Description of the task =>
Below are records; reproduce exactly the lines from the one that has "self.inner.log.lock().clear();" through the one that has "self.registrations.activate(&self.id)?;", ends included, and nothing more.

[Stored items]
···

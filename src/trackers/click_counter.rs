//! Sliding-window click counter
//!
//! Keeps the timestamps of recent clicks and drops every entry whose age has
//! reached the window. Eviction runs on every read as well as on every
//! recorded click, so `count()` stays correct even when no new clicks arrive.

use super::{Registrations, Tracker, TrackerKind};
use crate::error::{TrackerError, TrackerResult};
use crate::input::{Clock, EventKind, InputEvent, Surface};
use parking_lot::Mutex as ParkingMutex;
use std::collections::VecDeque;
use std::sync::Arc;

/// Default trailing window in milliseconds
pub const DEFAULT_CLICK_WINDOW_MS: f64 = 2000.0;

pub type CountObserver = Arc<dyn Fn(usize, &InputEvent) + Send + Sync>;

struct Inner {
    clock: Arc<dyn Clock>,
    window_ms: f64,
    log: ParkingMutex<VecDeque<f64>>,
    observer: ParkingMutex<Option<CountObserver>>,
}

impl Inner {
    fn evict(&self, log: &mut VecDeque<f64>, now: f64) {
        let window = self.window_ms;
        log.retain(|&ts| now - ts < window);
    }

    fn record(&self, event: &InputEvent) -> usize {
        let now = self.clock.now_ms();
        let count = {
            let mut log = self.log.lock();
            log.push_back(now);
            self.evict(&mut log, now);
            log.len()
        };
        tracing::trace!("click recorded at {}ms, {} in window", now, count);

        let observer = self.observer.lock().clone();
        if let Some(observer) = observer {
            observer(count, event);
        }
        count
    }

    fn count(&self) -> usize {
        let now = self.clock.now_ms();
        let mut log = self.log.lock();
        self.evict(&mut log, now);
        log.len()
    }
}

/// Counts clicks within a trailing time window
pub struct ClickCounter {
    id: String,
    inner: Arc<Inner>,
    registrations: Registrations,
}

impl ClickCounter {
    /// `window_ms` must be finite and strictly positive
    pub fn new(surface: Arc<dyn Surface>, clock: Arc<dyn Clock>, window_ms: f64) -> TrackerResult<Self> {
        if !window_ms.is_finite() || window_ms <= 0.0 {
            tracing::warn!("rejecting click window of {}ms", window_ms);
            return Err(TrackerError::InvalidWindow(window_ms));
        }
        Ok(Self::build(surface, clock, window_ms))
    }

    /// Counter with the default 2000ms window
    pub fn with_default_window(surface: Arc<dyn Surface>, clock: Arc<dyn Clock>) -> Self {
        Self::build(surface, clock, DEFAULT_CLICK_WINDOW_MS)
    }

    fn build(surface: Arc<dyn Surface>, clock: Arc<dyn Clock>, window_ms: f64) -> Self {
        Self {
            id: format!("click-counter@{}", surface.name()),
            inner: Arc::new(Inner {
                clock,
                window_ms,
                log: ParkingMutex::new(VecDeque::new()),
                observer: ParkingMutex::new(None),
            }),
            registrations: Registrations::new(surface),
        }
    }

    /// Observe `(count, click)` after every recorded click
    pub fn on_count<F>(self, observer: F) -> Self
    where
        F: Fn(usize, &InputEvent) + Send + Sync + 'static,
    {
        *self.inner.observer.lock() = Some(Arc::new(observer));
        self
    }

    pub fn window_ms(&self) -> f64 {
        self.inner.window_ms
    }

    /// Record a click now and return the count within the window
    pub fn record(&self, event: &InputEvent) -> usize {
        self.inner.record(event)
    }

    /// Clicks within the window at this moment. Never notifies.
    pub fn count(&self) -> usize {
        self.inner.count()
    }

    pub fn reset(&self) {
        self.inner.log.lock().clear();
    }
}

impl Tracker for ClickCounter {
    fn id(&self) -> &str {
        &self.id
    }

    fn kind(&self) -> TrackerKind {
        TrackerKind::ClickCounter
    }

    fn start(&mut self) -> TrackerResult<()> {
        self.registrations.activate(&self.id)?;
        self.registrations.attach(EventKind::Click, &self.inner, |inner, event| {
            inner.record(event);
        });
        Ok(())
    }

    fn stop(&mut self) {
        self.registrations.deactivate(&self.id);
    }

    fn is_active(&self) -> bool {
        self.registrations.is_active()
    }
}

···

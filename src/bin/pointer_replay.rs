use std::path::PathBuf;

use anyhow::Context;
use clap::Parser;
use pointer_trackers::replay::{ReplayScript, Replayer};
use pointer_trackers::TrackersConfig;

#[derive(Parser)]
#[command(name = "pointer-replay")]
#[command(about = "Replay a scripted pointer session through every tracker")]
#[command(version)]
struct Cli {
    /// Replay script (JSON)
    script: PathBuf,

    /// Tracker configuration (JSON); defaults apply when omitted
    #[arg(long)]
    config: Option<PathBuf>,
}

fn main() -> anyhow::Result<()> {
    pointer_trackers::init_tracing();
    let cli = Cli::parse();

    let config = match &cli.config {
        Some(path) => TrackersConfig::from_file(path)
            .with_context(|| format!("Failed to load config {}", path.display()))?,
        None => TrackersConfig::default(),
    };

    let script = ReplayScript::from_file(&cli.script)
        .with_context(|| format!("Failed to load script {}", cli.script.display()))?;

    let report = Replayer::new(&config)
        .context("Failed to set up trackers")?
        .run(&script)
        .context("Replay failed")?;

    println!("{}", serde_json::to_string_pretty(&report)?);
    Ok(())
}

···

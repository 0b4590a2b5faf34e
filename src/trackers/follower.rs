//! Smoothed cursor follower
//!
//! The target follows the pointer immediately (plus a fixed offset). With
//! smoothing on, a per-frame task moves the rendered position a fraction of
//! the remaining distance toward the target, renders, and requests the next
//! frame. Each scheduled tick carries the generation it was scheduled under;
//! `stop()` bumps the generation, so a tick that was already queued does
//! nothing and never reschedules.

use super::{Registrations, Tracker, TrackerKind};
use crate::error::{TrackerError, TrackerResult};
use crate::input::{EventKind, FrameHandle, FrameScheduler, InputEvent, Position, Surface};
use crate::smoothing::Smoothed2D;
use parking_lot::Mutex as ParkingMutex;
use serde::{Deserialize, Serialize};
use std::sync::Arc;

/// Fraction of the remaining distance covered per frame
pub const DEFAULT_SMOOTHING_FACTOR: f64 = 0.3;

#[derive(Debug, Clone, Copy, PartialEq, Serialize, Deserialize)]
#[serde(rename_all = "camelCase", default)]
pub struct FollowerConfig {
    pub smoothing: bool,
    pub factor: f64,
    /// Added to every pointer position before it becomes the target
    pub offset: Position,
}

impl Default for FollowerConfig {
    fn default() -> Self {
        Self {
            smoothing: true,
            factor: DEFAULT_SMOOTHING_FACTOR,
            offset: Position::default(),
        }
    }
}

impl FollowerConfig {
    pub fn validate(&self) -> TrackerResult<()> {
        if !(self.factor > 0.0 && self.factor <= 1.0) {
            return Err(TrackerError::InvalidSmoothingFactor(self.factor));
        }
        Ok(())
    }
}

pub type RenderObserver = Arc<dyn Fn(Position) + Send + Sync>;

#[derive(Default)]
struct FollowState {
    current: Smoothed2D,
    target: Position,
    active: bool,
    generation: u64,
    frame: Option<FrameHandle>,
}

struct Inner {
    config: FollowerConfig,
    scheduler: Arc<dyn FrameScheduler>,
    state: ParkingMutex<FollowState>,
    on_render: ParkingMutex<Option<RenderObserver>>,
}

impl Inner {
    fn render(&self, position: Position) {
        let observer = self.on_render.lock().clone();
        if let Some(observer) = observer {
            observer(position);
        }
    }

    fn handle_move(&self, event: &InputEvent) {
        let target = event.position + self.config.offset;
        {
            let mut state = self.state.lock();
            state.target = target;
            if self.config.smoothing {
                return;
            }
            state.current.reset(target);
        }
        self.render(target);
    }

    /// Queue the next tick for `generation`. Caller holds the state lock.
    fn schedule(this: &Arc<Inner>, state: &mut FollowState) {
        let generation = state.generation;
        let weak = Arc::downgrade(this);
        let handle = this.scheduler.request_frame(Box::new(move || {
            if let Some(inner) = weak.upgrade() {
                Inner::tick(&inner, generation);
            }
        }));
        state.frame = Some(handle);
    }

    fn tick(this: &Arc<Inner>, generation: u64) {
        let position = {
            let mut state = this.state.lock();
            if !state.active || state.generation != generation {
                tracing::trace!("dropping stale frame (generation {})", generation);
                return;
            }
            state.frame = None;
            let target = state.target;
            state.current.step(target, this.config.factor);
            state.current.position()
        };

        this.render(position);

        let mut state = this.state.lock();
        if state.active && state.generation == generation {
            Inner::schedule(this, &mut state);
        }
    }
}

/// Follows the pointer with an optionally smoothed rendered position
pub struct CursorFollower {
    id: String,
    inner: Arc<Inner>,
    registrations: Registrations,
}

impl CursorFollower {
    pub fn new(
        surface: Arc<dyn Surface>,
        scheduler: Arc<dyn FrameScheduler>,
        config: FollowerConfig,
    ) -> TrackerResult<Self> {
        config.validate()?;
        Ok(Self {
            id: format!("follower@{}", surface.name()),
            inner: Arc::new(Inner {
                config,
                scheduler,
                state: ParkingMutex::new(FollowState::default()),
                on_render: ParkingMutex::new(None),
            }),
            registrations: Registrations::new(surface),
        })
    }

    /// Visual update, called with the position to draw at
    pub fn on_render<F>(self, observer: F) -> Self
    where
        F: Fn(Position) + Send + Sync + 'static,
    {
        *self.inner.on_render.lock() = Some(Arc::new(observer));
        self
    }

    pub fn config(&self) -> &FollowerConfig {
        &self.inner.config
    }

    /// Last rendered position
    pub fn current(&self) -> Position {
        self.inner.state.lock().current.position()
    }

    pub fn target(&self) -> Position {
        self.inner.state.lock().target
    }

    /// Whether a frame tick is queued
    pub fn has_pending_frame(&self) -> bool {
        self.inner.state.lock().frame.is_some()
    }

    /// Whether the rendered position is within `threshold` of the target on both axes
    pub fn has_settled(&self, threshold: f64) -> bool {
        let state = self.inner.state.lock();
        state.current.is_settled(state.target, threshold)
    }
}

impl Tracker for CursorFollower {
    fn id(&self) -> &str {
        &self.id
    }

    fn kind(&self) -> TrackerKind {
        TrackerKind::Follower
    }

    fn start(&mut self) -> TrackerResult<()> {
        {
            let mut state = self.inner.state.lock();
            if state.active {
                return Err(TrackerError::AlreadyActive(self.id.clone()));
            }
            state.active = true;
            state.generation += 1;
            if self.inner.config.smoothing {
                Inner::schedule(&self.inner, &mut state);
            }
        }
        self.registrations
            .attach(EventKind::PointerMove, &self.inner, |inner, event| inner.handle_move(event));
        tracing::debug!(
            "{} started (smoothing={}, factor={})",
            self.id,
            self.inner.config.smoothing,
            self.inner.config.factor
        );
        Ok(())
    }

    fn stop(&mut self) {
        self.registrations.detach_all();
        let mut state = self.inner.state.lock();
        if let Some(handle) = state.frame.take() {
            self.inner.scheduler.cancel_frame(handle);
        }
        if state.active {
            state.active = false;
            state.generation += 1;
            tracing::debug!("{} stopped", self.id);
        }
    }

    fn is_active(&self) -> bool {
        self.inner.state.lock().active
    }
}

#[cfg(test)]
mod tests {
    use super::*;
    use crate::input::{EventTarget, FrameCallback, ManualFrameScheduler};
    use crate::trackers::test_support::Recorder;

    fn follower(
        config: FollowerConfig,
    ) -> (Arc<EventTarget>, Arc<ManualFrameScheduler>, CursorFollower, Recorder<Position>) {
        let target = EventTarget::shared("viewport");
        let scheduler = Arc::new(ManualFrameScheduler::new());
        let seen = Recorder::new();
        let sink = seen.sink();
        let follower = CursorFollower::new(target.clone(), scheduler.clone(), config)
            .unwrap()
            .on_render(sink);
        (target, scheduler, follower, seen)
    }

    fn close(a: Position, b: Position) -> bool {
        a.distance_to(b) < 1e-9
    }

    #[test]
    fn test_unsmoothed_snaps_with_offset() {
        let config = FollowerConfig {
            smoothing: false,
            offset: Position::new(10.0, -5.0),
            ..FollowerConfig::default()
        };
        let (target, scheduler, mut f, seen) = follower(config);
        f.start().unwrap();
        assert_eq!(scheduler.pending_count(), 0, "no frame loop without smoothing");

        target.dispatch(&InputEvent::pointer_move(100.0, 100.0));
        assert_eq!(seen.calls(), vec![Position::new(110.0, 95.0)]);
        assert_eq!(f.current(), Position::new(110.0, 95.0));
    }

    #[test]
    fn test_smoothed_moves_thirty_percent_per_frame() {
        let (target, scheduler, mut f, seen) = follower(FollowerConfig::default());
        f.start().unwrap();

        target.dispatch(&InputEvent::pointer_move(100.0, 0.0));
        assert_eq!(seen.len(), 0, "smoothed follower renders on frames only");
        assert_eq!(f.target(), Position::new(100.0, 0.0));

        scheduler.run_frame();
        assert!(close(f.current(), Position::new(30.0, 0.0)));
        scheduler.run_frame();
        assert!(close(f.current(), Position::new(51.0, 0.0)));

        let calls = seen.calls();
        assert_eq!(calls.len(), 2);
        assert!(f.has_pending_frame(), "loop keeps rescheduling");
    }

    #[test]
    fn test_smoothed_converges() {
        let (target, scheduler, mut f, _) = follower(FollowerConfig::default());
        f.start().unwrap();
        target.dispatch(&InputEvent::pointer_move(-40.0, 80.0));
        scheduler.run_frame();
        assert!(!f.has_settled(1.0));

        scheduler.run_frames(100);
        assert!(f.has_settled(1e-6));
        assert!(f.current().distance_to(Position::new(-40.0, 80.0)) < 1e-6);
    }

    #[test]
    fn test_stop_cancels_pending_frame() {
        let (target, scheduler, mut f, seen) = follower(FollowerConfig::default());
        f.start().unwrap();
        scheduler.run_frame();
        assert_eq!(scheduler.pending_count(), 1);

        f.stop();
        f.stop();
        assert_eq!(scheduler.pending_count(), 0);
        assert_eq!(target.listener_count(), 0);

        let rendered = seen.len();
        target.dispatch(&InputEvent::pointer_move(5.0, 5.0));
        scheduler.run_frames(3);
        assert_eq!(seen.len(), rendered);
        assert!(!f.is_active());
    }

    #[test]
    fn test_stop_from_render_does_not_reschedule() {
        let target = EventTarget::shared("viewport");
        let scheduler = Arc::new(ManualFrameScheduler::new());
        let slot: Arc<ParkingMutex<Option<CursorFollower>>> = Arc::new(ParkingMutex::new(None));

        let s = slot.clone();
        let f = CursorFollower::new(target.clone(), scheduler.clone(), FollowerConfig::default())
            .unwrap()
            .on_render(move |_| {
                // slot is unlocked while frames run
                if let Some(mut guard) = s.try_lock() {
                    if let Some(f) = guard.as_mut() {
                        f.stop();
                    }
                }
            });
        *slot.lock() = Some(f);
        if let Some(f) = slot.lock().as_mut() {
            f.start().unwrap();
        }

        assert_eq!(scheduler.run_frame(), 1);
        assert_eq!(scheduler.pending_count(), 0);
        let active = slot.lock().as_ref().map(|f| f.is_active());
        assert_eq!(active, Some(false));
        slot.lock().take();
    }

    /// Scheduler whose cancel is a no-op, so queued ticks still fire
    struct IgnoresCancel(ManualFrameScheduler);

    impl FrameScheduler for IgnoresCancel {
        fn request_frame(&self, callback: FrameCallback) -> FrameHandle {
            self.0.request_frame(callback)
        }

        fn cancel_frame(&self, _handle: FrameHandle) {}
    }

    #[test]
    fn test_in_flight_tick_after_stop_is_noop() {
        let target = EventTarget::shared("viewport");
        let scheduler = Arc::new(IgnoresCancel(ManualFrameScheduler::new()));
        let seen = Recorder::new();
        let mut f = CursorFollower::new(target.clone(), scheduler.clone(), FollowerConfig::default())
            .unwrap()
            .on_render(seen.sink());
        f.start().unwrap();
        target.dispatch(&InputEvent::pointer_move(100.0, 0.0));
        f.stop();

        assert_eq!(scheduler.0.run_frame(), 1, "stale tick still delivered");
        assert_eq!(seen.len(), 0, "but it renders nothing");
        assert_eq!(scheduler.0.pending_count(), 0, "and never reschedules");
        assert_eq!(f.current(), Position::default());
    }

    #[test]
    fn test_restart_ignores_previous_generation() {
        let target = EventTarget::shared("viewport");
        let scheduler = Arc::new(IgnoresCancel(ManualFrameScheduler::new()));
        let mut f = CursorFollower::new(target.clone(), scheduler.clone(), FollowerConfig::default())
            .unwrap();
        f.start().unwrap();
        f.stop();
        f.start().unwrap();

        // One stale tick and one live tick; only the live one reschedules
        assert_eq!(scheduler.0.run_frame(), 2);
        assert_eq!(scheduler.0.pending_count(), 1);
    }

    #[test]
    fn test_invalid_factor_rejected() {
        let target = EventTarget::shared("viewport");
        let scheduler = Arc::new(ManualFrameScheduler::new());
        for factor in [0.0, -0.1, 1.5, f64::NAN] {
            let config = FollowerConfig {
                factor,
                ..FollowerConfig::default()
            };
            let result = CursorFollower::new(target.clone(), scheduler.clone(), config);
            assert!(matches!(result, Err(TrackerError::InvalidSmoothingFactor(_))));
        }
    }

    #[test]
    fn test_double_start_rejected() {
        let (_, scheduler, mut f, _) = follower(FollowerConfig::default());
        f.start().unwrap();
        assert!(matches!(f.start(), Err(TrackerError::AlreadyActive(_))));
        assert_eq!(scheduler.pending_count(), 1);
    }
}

···

Written answer =>
        self.inner.log.lock().clear();
    }
}

impl Tracker for ClickCounter {
    fn id(&self) -> &str {
        &self.id
    }

    fn kind(&self) -> TrackerKind {
        TrackerKind::ClickCounter
    }

    fn start(&mut self) -> TrackerResult<()> {
        self.registrations.activate(&self.id)?;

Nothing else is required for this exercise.